Anne Boleyn … on a catwalk near you.



Anne Boleyn … on a catwalk near you. Photograph: Roger-Viollet/Rex Features

The renaissance of the Renaissance is popping up far and wide. On the Strictly Come Dancing results show a fortnight ago, Tess Daly wore a black velvet dress with a very Boleyn-ish square neckline and leg-o’-mutton sleeves. The same week, the Game of Thrones star Gwendoline Christie wore a “Renaissance-inspired” gown on the red carpet. The square necklines are also very Ganni spring/summer 2020.

Embellished headbands are fast becoming central to the aesthetic of 2019. The Duchess of Cambridge is so attached to hers that British Vogue was moved to run a piece on her life in headbands. The headband’s status as the go-to accessory for women in the public eye was confirmed by its appearance on Carrie Symonds’ head during the Queen’s speech on Monday. Meanwhile, among the very young and hip, they have become winter’s answer to the flower crown, ever larger and more ostentatious.

Then and now … Gwendoline Christie at the Emmy awards.
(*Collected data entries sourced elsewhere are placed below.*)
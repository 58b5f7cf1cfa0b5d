//! VM instruction set and the per-build opcode assignment table.
//!
//! Logical opcodes never appear in a stream as fixed bytes. The table hands
//! each of them one to three byte values out of a seeded shuffle of the
//! whole byte space, so each build produces a different encoding and a
//! single opcode has several spellings within one build.

use rand::seq::SliceRandom;
use rand::Rng;
use rand::SeedableRng;

use crate::entropy::EntropySource;
use crate::BUILD_SEED;

/// Maximum number of alternate encodings per logical opcode.
pub const MAX_ENCODINGS: usize = 3;

/// Logical meaning of an instruction. The byte encoding is determined by
/// [`OpcodeTable`].
///
/// Binary operators pop `b` (top) then `a` and push `a op b`.
#[derive(Debug, Clone, Copy, PartialEq, Eq, Hash)]
#[repr(u8)]
pub enum Op {
    /// No operation (touches decoy state only)
    Nop = 0,
    /// Push a 64-bit immediate
    PushImm,

    // ─── Arithmetic (wrapping u64) ───
    Add,
    Sub,
    Mul,
    /// Unsigned division, 0 on division by zero
    Div,
    /// Unsigned remainder, 0 on division by zero
    Mod,
    /// Two's complement negation
    Neg,

    // ─── Bitwise ───
    And,
    Or,
    Xor,
    Not,
    /// `a << (b & 63)`
    Shl,
    /// `a >> (b & 63)` (logical)
    Shr,
    /// `a.rotate_left(b & 63)`
    Rol,
    /// `a.rotate_right(b & 63)`
    Ror,

    // ─── Control flow ───
    /// Jump to an absolute byte target
    Jmp,
    /// Jump if the zero flag is set
    Jz,
    /// Jump if the zero flag is clear
    Jnz,
    /// Pop `b`, `a`; set ZF = (a == b), CF = (a < b)
    Cmp,

    // ─── Registers ───
    /// Push register `r`
    PushReg,
    /// Pop into register `r`
    PopReg,

    /// Stop execution
    Halt,

    // ─── Decoys (never touch real state) ───
    Junk,
    Shuffle,
    Morph,
    Fake,
}

/// Total number of logical opcodes.
pub const OP_COUNT: usize = 27;

/// Operand that follows an opcode byte in the stream.
#[derive(Debug, Clone, Copy, PartialEq, Eq)]
pub enum OperandKind {
    None,
    /// Encoded immediate (see [`imm`](super::imm))
    Imm,
    /// Encoded immediate holding an absolute byte offset
    Target,
    /// One register index byte
    Reg,
}

impl Op {
    /// All opcodes in definition order.
    pub const ALL: [Op; OP_COUNT] = [
        Op::Nop, Op::PushImm,
        Op::Add, Op::Sub, Op::Mul, Op::Div, Op::Mod, Op::Neg,
        Op::And, Op::Or, Op::Xor, Op::Not, Op::Shl, Op::Shr, Op::Rol, Op::Ror,
        Op::Jmp, Op::Jz, Op::Jnz, Op::Cmp,
        Op::PushReg, Op::PopReg,
        Op::Halt,
        Op::Junk, Op::Shuffle, Op::Morph, Op::Fake,
    ];

    /// Opcodes the builder scatters as noise.
    pub const DECOYS: [Op; 4] = [Op::Junk, Op::Shuffle, Op::Morph, Op::Fake];

    pub fn operand(self) -> OperandKind {
        match self {
            Op::PushImm => OperandKind::Imm,
            Op::Jmp | Op::Jz | Op::Jnz => OperandKind::Target,
            Op::PushReg | Op::PopReg => OperandKind::Reg,
            _ => OperandKind::None,
        }
    }

    pub fn is_decoy(self) -> bool {
        matches!(self, Op::Junk | Op::Shuffle | Op::Morph | Op::Fake)
    }

    pub fn is_jump(self) -> bool {
        matches!(self, Op::Jmp | Op::Jz | Op::Jnz)
    }

    pub fn mnemonic(self) -> &'static str {
        match self {
            Op::Nop => "nop",
            Op::PushImm => "push",
            Op::Add => "add",
            Op::Sub => "sub",
            Op::Mul => "mul",
            Op::Div => "div",
            Op::Mod => "mod",
            Op::Neg => "neg",
            Op::And => "and",
            Op::Or => "or",
            Op::Xor => "xor",
            Op::Not => "not",
            Op::Shl => "shl",
            Op::Shr => "shr",
            Op::Rol => "rol",
            Op::Ror => "ror",
            Op::Jmp => "jmp",
            Op::Jz => "jz",
            Op::Jnz => "jnz",
            Op::Cmp => "cmp",
            Op::PushReg => "pushr",
            Op::PopReg => "popr",
            Op::Halt => "halt",
            Op::Junk => "junk",
            Op::Shuffle => "shuffle",
            Op::Morph => "morph",
            Op::Fake => "fake",
        }
    }
}

impl std::fmt::Display for Op {
    fn fmt(&self, f: &mut std::fmt::Formatter<'_>) -> std::fmt::Result {
        f.write_str(self.mnemonic())
    }
}

/// Maps logical opcodes to disjoint sets of byte values.
/// Generated once per build from a seed and never mutated afterwards.
#[derive(Debug, Clone, PartialEq, Eq)]
pub struct OpcodeTable {
    /// logical Op index → its encodings (first `counts[i]` entries valid)
    encode: [[u8; MAX_ENCODINGS]; OP_COUNT],
    counts: [u8; OP_COUNT],
    /// encoded byte → logical Op (inverse)
    decode: [Option<Op>; 256],
}

impl OpcodeTable {
    /// Table for this build's [`BUILD_SEED`].
    pub fn for_build() -> Self {
        Self::from_seed(BUILD_SEED)
    }

    /// Generate a random opcode table from a seed.
    pub fn from_seed(seed: u64) -> Self {
        let mut rng = rand::rngs::StdRng::seed_from_u64(seed);
        Self::from_rng(&mut rng)
    }

    /// Generate a random opcode table from an RNG.
    pub fn from_rng(rng: &mut impl Rng) -> Self {
        let mut available: Vec<u8> = (0..=255).collect();
        available.shuffle(rng);

        let mut encode = [[0u8; MAX_ENCODINGS]; OP_COUNT];
        let mut counts = [0u8; OP_COUNT];
        let mut decode = [None; 256];

        // Consecutive runs of the shuffle: disjoint by construction.
        let mut cursor = 0usize;
        for (i, op) in Op::ALL.iter().enumerate() {
            let n = rng.gen_range(1..=MAX_ENCODINGS);
            for slot in 0..n {
                let byte = available[cursor];
                cursor += 1;
                encode[i][slot] = byte;
                decode[byte as usize] = Some(*op);
            }
            counts[i] = n as u8;
        }

        OpcodeTable { encode, counts, decode }
    }

    /// Every valid encoding of `op`.
    pub fn encodings(&self, op: Op) -> &[u8] {
        let i = op as usize;
        &self.encode[i][..self.counts[i] as usize]
    }

    /// The first encoding of `op`.
    pub fn canonical(&self, op: Op) -> u8 {
        self.encode[op as usize][0]
    }

    /// One of `op`'s encodings, chosen at random.
    pub fn encoding_of<S: EntropySource + ?Sized>(&self, op: Op, src: &mut S) -> u8 {
        let encodings = self.encodings(op);
        encodings[src.below(encodings.len() as u64) as usize]
    }

    /// A random encoding of a random decoy opcode.
    pub fn decoy_encoding<S: EntropySource + ?Sized>(&self, src: &mut S) -> u8 {
        let op = Op::DECOYS[src.below(Op::DECOYS.len() as u64) as usize];
        self.encoding_of(op, src)
    }

    /// Recognize any valid encoding. `None` means the byte is noise.
    #[inline(always)]
    pub fn logical_of(&self, byte: u8) -> Option<Op> {
        self.decode[byte as usize]
    }

    pub fn is_decoy(&self, byte: u8) -> bool {
        self.logical_of(byte).is_some_and(Op::is_decoy)
    }

    /// Number of byte values that decode to nothing.
    pub fn unassigned_count(&self) -> usize {
        self.decode.iter().filter(|d| d.is_none()).count()
    }
}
Then and now … Gwendoline Christie at the Emmy awards. Photograph: Christopher Polk/Variety/Rex/Shutterstock

Tudor monarchs were the style icons of their day, Henry VIII’s Wags in particular. Having previously lived in France, Boleyn was a standout fashion leader, credited with popularising Gallic styles such as the “french hood” – described as an adorned “half moon – or crescent – style band or brim sloping away from the face”.

Anne of Cleves was no style slouch either, with some saying she popularised the leg-o’-mutton sleeve. Incidentally – whether ballooning or draped – fancy sleeves are very Renaissance, and very Roksanda Ilinčić and JW Anderson. Then and now, big sleeves are a way of taking up space with clothing, a power move that reverberates through the ages.

What should we make of the return of a look in which opulent fashion was employed as a defence – albeit one that so often proved futile in the face of the (literally) cut-throat establishment? Perhaps nothing too encouraging. But the fact that the English Renaissance has been described as “the peacock age” by some historians explains its appeal for Christmas-party season in the attention economy.